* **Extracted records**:
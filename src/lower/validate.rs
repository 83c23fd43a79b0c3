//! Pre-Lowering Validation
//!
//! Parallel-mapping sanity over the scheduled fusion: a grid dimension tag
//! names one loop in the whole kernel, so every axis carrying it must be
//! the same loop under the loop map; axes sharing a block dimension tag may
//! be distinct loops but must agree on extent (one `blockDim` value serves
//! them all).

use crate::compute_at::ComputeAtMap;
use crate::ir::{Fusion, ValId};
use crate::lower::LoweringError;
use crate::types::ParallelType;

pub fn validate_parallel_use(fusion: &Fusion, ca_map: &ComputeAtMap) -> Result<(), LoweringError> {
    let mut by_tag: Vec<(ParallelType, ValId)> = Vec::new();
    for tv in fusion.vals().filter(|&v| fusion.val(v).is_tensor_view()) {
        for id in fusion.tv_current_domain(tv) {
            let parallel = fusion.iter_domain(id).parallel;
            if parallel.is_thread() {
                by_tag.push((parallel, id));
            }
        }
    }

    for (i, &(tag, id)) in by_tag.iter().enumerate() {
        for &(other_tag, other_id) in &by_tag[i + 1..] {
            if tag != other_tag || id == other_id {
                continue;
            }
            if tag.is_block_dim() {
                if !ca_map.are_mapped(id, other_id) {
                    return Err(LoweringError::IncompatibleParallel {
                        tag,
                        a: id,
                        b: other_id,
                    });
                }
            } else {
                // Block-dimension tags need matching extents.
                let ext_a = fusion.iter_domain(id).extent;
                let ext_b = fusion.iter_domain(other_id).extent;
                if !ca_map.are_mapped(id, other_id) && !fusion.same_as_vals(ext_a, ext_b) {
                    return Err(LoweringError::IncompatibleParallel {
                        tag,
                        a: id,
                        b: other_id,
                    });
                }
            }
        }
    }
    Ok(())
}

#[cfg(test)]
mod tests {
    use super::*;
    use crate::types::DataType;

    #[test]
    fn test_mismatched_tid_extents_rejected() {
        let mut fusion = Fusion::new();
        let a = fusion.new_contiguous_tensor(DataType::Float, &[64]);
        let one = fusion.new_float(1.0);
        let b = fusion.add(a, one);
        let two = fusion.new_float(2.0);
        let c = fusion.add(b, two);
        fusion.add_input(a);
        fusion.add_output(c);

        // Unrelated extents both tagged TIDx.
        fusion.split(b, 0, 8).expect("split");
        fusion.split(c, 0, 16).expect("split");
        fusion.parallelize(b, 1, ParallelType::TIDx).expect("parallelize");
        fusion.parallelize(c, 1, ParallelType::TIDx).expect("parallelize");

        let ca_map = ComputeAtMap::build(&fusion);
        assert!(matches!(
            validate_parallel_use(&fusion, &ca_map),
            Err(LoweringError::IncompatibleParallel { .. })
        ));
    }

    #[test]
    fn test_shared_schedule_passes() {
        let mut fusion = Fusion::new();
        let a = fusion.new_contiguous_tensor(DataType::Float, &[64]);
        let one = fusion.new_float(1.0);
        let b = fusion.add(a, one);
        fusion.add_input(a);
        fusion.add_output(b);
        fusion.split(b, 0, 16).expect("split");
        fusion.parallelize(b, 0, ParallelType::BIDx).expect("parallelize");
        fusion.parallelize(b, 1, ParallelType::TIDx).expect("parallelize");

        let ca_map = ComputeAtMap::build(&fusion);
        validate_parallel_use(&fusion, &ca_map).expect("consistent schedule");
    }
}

* **EXERCISE OBJECTIVE**:
Once the lines containing "must" in the data above are counted, give the total by itself.

* **SOLUTION**:
2